# Task details
Copy down the listing below exactly, please, including every line.

# Working data
----------

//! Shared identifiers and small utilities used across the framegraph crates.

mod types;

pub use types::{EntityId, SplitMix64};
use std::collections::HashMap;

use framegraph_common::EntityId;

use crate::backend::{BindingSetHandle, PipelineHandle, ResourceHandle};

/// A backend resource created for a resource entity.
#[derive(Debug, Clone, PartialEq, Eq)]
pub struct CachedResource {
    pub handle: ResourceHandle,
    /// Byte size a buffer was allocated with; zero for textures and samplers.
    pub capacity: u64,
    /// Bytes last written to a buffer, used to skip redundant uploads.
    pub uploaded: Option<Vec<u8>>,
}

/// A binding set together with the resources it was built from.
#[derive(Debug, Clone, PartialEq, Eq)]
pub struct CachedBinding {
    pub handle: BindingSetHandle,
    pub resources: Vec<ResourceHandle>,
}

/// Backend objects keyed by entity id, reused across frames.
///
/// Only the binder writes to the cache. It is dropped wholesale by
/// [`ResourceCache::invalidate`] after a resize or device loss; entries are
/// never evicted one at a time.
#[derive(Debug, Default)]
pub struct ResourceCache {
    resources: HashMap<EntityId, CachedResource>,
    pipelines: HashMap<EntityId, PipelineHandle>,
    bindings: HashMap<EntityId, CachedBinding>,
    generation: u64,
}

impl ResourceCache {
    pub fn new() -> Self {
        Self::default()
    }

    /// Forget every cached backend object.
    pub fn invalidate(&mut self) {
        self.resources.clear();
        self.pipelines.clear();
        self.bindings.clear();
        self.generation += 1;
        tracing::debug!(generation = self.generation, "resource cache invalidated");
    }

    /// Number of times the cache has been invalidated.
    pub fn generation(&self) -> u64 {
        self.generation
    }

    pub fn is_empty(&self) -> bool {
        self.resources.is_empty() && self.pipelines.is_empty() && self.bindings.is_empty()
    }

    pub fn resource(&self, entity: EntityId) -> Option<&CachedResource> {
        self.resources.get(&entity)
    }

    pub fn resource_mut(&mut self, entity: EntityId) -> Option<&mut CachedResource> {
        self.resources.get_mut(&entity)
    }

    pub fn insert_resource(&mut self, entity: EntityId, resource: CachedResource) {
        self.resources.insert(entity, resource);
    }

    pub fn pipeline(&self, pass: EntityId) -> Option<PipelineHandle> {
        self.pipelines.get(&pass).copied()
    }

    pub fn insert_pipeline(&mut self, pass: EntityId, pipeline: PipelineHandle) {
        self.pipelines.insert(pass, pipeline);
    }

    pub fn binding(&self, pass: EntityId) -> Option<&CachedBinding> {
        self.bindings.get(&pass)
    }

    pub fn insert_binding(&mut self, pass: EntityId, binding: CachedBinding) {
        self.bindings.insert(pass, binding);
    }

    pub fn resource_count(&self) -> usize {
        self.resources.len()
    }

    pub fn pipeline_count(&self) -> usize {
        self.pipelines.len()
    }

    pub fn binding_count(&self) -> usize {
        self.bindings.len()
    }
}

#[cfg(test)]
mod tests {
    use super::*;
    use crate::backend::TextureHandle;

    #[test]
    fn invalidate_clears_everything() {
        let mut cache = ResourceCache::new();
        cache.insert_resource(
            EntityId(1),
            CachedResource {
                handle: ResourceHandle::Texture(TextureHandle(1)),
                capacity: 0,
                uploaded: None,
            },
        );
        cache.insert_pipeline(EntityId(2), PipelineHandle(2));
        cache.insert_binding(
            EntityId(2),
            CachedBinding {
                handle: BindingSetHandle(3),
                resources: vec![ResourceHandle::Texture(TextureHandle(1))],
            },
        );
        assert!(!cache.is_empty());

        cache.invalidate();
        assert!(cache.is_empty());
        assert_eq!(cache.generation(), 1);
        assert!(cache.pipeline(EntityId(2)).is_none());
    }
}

----------

# Written answer
//! Shared identifiers and small utilities used across the framegraph crates.

mod types;

pub use types::{EntityId, SplitMix64};
use std::collections::HashMap;

use framegraph_common::EntityId;

use crate::backend::{BindingSetHandle, PipelineHandle, ResourceHandle};

/// A backend resource created for a resource entity.
#[derive(Debug, Clone, PartialEq, Eq)]
pub struct CachedResource {
    pub handle: ResourceHandle,
    /// Byte size a buffer was allocated with; zero for textures and samplers.
    pub capacity: u64,
    /// Bytes last written to a buffer, used to skip redundant uploads.
    pub uploaded: Option<Vec<u8>>,
}

/// A binding set together with the resources it was built from.
#[derive(Debug, Clone, PartialEq, Eq)]
pub struct CachedBinding {
    pub handle: BindingSetHandle,
    pub resources: Vec<ResourceHandle>,
}

/// Backend objects keyed by entity id, reused across frames.
///
/// Only the binder writes to the cache. It is dropped wholesale by
/// [`ResourceCache::invalidate`] after a resize or device loss; entries are
/// never evicted one at a time.
#[derive(Debug, Default)]
pub struct ResourceCache {
    resources: HashMap<EntityId, CachedResource>,
    pipelines: HashMap<EntityId, PipelineHandle>,
    bindings: HashMap<EntityId, CachedBinding>,
    generation: u64,
}

impl ResourceCache {
    pub fn new() -> Self {
        Self::default()
    }

    /// Forget every cached backend object.
    pub fn invalidate(&mut self) {
        self.resources.clear();
        self.pipelines.clear();
        self.bindings.clear();
        self.generation += 1;
        tracing::debug!(generation = self.generation, "resource cache invalidated");
    }

    /// Number of times the cache has been invalidated.
    pub fn generation(&self) -> u64 {
        self.generation
    }

    pub fn is_empty(&self) -> bool {
        self.resources.is_empty() && self.pipelines.is_empty() && self.bindings.is_empty()
    }

    pub fn resource(&self, entity: EntityId) -> Option<&CachedResource> {
        self.resources.get(&entity)
    }

    pub fn resource_mut(&mut self, entity: EntityId) -> Option<&mut CachedResource> {
        self.resources.get_mut(&entity)
    }

    pub fn insert_resource(&mut self, entity: EntityId, resource: CachedResource) {
        self.resources.insert(entity, resource);
    }

    pub fn pipeline(&self, pass: EntityId) -> Option<PipelineHandle> {
        self.pipelines.get(&pass).copied()
    }

    pub fn insert_pipeline(&mut self, pass: EntityId, pipeline: PipelineHandle) {
        self.pipelines.insert(pass, pipeline);
    }

    pub fn binding(&self, pass: EntityId) -> Option<&CachedBinding> {
        self.bindings.get(&pass)
    }

    pub fn insert_binding(&mut self, pass: EntityId, binding: CachedBinding) {
        self.bindings.insert(pass, binding);
    }

    pub fn resource_count(&self) -> usize {
        self.resources.len()
    }

    pub fn pipeline_count(&self) -> usize {
        self.pipelines.len()
    }

    pub fn binding_count(&self) -> usize {
        self.bindings.len()
    }
}

#[cfg(test)]
mod tests {
    use super::*;
    use crate::backend::TextureHandle;

    #[test]
    fn invalidate_clears_everything() {
        let mut cache = ResourceCache::new();
        cache.insert_resource(
            EntityId(1),
            CachedResource {
                handle: ResourceHandle::Texture(TextureHandle(1)),
                capacity: 0,
                uploaded: None,
            },
        );
        cache.insert_pipeline(EntityId(2), PipelineHandle(2));
        cache.insert_binding(
            EntityId(2),
            CachedBinding {
                handle: BindingSetHandle(3),
                resources: vec![ResourceHandle::Texture(TextureHandle(1))],
            },
        );
        assert!(!cache.is_empty());

        cache.invalidate();
        assert!(cache.is_empty());
        assert_eq!(cache.generation(), 1);
        assert!(cache.pipeline(EntityId(2)).is_none());
    }
}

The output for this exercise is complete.